(Entries shown Opens)
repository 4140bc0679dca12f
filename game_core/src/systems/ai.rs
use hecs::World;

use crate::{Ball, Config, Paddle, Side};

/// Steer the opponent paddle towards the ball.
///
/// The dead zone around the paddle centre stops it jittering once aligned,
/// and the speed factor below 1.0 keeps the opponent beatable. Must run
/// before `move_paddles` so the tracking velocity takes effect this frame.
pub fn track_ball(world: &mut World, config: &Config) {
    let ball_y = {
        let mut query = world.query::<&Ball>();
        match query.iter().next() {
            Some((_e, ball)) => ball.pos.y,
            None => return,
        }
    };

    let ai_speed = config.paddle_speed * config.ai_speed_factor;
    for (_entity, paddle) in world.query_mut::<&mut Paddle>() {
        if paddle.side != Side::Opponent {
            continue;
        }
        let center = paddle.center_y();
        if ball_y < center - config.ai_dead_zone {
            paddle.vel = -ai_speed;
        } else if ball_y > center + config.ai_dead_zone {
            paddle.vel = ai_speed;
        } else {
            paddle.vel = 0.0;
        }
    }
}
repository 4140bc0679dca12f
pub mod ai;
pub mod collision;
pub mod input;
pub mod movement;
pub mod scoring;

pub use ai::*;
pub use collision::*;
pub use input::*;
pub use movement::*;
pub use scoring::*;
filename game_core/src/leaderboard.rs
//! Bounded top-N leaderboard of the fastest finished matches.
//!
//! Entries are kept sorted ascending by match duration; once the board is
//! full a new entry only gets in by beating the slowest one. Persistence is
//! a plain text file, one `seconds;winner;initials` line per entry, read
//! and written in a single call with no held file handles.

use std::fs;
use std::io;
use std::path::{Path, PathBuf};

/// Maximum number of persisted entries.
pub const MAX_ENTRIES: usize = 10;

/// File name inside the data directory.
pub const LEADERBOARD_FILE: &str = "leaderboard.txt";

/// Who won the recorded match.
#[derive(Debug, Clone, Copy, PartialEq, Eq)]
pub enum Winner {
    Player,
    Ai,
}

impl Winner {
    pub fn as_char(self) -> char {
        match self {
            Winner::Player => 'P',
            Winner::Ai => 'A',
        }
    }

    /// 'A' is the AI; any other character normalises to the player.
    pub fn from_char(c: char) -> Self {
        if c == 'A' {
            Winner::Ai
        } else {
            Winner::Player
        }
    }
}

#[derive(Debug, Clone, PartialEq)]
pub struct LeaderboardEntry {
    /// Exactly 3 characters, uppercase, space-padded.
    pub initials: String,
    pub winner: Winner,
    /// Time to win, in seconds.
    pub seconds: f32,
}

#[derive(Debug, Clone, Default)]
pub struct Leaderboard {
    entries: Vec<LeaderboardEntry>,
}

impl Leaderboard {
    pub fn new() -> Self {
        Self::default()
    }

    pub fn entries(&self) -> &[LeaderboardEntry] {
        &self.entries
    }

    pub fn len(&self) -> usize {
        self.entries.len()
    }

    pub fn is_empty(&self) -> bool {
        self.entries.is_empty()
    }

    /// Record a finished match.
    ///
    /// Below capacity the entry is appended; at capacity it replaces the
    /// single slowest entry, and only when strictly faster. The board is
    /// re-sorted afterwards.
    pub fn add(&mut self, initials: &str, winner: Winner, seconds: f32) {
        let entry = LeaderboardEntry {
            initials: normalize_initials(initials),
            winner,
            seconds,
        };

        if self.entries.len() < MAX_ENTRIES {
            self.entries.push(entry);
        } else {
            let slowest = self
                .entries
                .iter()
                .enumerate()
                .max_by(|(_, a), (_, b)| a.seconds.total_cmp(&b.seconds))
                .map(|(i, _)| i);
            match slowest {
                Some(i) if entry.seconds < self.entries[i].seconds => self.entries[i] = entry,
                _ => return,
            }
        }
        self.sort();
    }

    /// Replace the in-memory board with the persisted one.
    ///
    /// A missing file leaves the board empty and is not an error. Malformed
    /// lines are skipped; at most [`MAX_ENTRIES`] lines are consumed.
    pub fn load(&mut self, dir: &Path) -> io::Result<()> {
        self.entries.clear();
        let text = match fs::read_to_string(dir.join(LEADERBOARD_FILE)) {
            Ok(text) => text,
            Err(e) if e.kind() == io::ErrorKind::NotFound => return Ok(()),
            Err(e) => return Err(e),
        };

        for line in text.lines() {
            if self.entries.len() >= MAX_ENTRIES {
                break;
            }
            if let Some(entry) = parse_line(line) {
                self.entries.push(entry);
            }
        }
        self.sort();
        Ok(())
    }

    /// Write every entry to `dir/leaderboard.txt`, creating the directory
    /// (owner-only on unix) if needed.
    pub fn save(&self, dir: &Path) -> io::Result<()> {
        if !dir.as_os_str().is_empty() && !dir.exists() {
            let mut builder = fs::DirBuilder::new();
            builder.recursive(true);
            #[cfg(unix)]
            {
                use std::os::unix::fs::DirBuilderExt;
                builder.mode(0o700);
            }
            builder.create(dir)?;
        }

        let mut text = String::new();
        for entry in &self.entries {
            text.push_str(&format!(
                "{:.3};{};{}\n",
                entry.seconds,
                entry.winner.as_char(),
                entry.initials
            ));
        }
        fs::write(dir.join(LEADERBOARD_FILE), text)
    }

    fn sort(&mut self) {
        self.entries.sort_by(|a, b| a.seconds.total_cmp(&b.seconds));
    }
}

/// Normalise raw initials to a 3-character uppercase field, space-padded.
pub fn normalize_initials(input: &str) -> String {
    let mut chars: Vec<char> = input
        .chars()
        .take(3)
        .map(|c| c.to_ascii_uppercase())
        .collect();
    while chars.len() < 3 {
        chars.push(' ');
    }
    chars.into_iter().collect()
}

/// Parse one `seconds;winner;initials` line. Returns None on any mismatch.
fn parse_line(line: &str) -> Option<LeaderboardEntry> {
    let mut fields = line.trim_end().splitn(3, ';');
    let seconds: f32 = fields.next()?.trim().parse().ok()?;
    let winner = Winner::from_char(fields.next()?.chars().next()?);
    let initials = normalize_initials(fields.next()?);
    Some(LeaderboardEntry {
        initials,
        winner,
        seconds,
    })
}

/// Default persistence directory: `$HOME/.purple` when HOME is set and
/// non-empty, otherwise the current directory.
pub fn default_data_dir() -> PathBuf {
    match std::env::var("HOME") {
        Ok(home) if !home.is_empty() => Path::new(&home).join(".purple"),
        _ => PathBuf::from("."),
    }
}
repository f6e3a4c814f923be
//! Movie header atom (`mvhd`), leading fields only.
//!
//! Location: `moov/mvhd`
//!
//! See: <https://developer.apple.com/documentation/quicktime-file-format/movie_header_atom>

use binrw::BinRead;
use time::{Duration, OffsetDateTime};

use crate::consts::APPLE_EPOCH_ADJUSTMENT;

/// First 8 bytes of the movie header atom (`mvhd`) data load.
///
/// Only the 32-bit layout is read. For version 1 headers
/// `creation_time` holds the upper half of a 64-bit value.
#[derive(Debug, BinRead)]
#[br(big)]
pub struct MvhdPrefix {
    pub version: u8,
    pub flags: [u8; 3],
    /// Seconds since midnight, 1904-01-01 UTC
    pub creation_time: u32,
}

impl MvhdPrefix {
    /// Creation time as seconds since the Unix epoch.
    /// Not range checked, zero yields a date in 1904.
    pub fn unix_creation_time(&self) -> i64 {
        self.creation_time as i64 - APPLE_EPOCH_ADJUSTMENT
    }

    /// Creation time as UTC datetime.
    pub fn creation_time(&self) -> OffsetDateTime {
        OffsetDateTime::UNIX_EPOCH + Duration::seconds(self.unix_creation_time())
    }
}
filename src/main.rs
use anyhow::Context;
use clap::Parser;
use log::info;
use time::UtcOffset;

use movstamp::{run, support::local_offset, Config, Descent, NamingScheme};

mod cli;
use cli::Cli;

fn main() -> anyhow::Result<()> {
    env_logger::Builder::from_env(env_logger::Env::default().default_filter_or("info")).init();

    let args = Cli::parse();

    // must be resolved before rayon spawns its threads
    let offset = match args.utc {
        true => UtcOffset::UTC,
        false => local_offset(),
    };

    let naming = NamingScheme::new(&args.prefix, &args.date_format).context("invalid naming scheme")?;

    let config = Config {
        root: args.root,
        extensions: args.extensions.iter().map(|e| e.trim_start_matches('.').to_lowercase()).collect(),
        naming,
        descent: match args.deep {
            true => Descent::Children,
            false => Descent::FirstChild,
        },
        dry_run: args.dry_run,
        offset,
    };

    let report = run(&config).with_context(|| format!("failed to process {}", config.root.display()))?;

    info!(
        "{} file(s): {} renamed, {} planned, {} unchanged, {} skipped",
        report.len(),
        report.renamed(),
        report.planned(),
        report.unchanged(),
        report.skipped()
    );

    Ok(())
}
(Entries shown Closes)
• _Exercise details_
The only acceptable answer is a number: how many lines of the listing contain the word "Result".

• _Solution to the exercise_
3